[TRTLLM-13247][feat] Wave 2: stage Linear and Attention transforms

chienchunhung · chienchunhung · commit 896e764e79c7 · 2026-06-23T10:02:47.000-07:00
Signed-off-by: Chien-Chun Hung &lt;2679986+chienchunhung@users.noreply.github.com&gt;
diff --git a/tensorrt_llm/_torch/memory/gpu_memory_backend.py b/tensorrt_llm/_torch/memory/gpu_memory_backend.py
@@ -42,9 +42,10 @@
   whose `post_load_weights()` is pure alias wiring; models that additionally
   rely on plain Python attributes set inside `post_load_weights()` (rather
   than registered `nn.Buffer` / `nn.Parameter` assignments) need to migrate
-  those side effects to `cache_derived_state()` or another path that runs on
-  RO readers. The GMS RO reader runs `setup_aliases()` before
-  `materialize_module()` and `cache_derived_state()` afterward; it does not
+  those side effects to `cache_derived_state()` or another hook that runs on
+  RO readers. One-shot tensor layout changes belong in `transform_weights()`
+  on the writer; the GMS RO reader runs `setup_aliases()` before
+  `materialize_module()`, then `cache_derived_state()` afterward. It does not
   run `transform_weights()`.
 """
 
diff --git a/tensorrt_llm/_torch/modules/attention.py b/tensorrt_llm/_torch/modules/attention.py
@@ -1261,6 +1261,7 @@ def __init__(
         self.layer_idx = layer_idx
         self.layer_idx_str = str(layer_idx)
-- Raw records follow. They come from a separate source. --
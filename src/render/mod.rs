//! Chart output.  The core only talks to `ChartRenderer`; `PngRenderer`
//! is the shipped implementation.

pub mod bar;
pub mod chrome;
pub mod layout;
pub mod preview;
pub mod tile;

use std::path::Path;

pub use layout::{StackSegment, TileCell, VolumeStack, character_tiles, volume_stacks};
pub use preview::Preview;

use crate::core::{
    config::ReportConfig,
    error::{AppearanceError, Result},
    ordering::ChartView,
};

/// "Render categorical chart to file."
pub trait ChartRenderer {
    /// Stacked bar of record counts per volume, coloured by appearance rank,
    /// with the count printed on each segment.
    fn render_volume_counts(&self, view: &ChartView, path: &Path) -> Result<()>;

    /// Volume × character tiles coloured by appearance rank.
    fn render_character_tiles(&self, view: &ChartView, path: &Path) -> Result<()>;
}

/// Bitmap charts via `plotters`; the format follows the file extension.
#[derive(Clone, Copy, Debug, PartialEq, Eq)]
pub struct PngRenderer {
    dpi: u32,
    volume_counts_size: (u32, u32),
    character_tiles_size: (u32, u32),
}

impl PngRenderer {
    #[must_use]
    pub fn new(cfg: &ReportConfig) -> Self {
        Self {
            dpi: cfg.dpi,
            volume_counts_size: cfg.volume_counts_size(),
            character_tiles_size: cfg.character_tiles_size(),
        }
    }
}

impl ChartRenderer for PngRenderer {
    fn render_volume_counts(&self, view: &ChartView, path: &Path) -> Result<()> {
        bar::draw(view, path, self.volume_counts_size, self.dpi).map_err(chart_error(path))
    }

    fn render_character_tiles(&self, view: &ChartView, path: &Path) -> Result<()> {
        tile::draw(view, path, self.character_tiles_size, self.dpi).map_err(chart_error(path))
    }
}

/// Backend errors are generic over the backend, keep the message only.
fn chart_error(path: &Path) -> impl FnOnce(Box<dyn std::error::Error>) -> AppearanceError + '_ {
    move |e| AppearanceError::Chart {
        path: path.display().to_string(),
        message: e.to_string(),
    }
}

#[cfg(test)]
mod tests {
    use std::fs;

    use super::*;
    use crate::core::data::{AppearanceRecord, AppearanceTable};

    const PNG_SIGNATURE: &[u8] = b"\x89PNG\r\n\x1a\n";

    fn view(names: &[&str]) -> ChartView {
        let table: AppearanceTable = names
            .iter()
            .flat_map(|n| {
                [
                    AppearanceRecord::new(*n, "Trailers", "Main"),
                    AppearanceRecord::new(*n, "Volume 1", "Cameo"),
                    AppearanceRecord::new(*n, "Volume 2", "Deceased"),
                    AppearanceRecord::new(*n, "Volume 3", "Typo"),
                ]
            })
            .collect();
        ChartView::derive(&table)
    }

    fn renderer(dpi: u32) -> PngRenderer {
        let cfg = ReportConfig::builder("in.csv").dpi(dpi).build().unwrap();
        PngRenderer::new(&cfg)
    }

    #[test]
    fn both_charts_are_written_as_png() {
        let dir = tempfile::tempdir().unwrap();
        let bars = dir.path().join("bars.png");
        let tiles = dir.path().join("tiles.png");
        let view = view(&["Ruby Rose", "Weiss Schnee", "Blake Belladonna"]);

        let r = renderer(20);
        r.render_volume_counts(&view, &bars).unwrap();
        r.render_character_tiles(&view, &tiles).unwrap();

        for path in [&bars, &tiles] {
            let bytes = fs::read(path).unwrap();
            assert!(bytes.starts_with(PNG_SIGNATURE), "{}", path.display());
        }
    }

    #[test]
    fn single_character_still_renders() {
        let dir = tempfile::tempdir().unwrap();
        let tiles = dir.path().join("tiles.png");

        renderer(20)
            .render_character_tiles(&view(&["Ruby Rose"]), &tiles)
            .unwrap();

        assert!(fs::metadata(&tiles).unwrap().len() > 0);
    }

    #[test]
    fn unwritable_target_becomes_a_chart_error() {
        let dir = tempfile::tempdir().unwrap();
        let path = dir.path().join("missing_dir").join("bars.png");

        let err = renderer(20)
            .render_volume_counts(&view(&["Ruby Rose"]), &path)
            .unwrap_err();

        match err {
            AppearanceError::Chart { path: p, .. } => assert!(p.ends_with("bars.png")),
            other => panic!("expected chart error, got {other:?}"),
        }
    }
}
use std::path::PathBuf;

use clap::Parser;

use crate::core::constants::{
    DEFAULT_APPEARANCES_CSV, DEFAULT_CHARACTER_TILES_PLOT, DEFAULT_DPI, DEFAULT_VOLUME_COUNTS_PLOT,
};

/// Top-level CLI structure.
#[derive(Parser, Debug)]
#[command(
    name = "appearance-graph",
    about = "Reshape a characters-by-volume table and chart who appears where"
)]
pub struct Cli {
    /// Wide CSV: a `Name` column plus one column per volume
    #[arg(value_name = "CHARACTERS_BY_VOLUME_CSV")]
    pub characters_by_volume_csv: PathBuf,

    /// Where to write the long-format table
    #[arg(
        long = "output_character_appearances_csv",
        alias = "output-character-appearances-csv",
        value_name = "PATH",
        default_value = DEFAULT_APPEARANCES_CSV
    )]
    pub output_character_appearances_csv: PathBuf,

    /// Where to write the stacked bar chart
    #[arg(
        long = "output_num_characters_by_volume_plot",
        alias = "output-num-characters-by-volume-plot",
        value_name = "PATH",
        default_value = DEFAULT_VOLUME_COUNTS_PLOT
    )]
    pub output_num_characters_by_volume_plot: PathBuf,

    /// Where to write the tile chart
    #[arg(
        long = "output_characters_appearances",
        alias = "output-characters-appearances",
        value_name = "PATH",
        default_value = DEFAULT_CHARACTER_TILES_PLOT
    )]
    pub output_characters_appearances: PathBuf,

    /// Only write the long-format table, skip the charts
    #[arg(long)]
    pub pre_process_only: bool,

    /// Chart resolution in dots per inch
    #[arg(long, default_value_t = DEFAULT_DPI)]
    pub dpi: u32,

    /// Also draw the bar chart in the terminal
    #[arg(long)]
    pub preview: bool,

    /// Emit timing diagnostics
    #[arg(long)]
    pub debug: bool,
}

#[cfg(test)]
mod tests {
    use super::*;

    #[test]
    fn only_the_input_is_required() {
        let cli = Cli::try_parse_from(["appearance-graph", "wide.csv"]).unwrap();
        assert_eq!(cli.characters_by_volume_csv, PathBuf::from("wide.csv"));
        assert_eq!(
            cli.output_character_appearances_csv,
            PathBuf::from("character_appearances.csv")
        );
        assert_eq!(
            cli.output_num_characters_by_volume_plot,
            PathBuf::from("num_characters_by_volume.png")
        );
        assert_eq!(
            cli.output_characters_appearances,
            PathBuf::from("characters_appearances.png")
        );
        assert_eq!(cli.dpi, 300);
        assert!(!cli.pre_process_only && !cli.preview && !cli.debug);
    }

    #[test]
    fn overrides_accept_both_spellings() {
        let cli = Cli::try_parse_from([
            "appearance-graph",
            "wide.csv",
            "--output_character_appearances_csv",
            "long.csv",
            "--output-num-characters-by-volume-plot",
            "bars.png",
        ])
        .unwrap();
        assert_eq!(cli.output_character_appearances_csv, PathBuf::from("long.csv"));
        assert_eq!(cli.output_num_characters_by_volume_plot, PathBuf::from("bars.png"));
    }

    #[test]
    fn missing_input_is_a_usage_error() {
        assert!(Cli::try_parse_from(["appearance-graph"]).is_err());
    }
}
         self.dtype = dtype
+        self._weights_transformed = False
 
         self.hidden_size = hidden_size
         self.num_heads = num_attention_heads
@@ -1648,6 +1649,7 @@ def create_weights(self):
         else:
             self.k_b_proj_trans_scale = None
             self.v_b_proj_scale = None
+        self._weights_transformed = False
 
     def apply_rope(
         self,
@@ -3027,7 +3029,9 @@ def resmooth_parameters(self,
 
         return weight_param, scale_param
 
-    def post_load_weights(self):
+    def transform_weights(self) -> None:
+        if self._weights_transformed:
+            return
         has_fp8_block_scales = (
             self.kv_b_proj.quant_config
             and self.kv_b_proj.quant_config.quant_mode.has_fp8_block_scales())
@@ -3040,3 +3044,7 @@ def post_load_weights(self):
 
             self.v_b_proj, self.v_b_proj_scale = self.resmooth_parameters(
                 self.v_b_proj, self.v_b_proj_scale, recipe=(1, 128, 128))
+        self._weights_transformed = True
+
+    def post_load_weights(self) -> None:
+        self.transform_weights()
diff --git a/tensorrt_llm/_torch/modules/linear.py b/tensorrt_llm/_torch/modules/linear.py
@@ -380,9 +380,12 @@ def load_weights(self,
         if not allow_partial_loading:
             self.process_weights_after_loading(module)
 
-    def post_load_weights(self, module: Linear):
+    def transform_weights(self, module: Linear) -> None:
         pass
 
+    def post_load_weights(self, module: Linear) -> None:
+        self.transform_weights(module)
+
     def load_weight_scales(self, weights: List[Dict], *args, **kwargs):
         """
         Load quantized weight scales from the checkpoint.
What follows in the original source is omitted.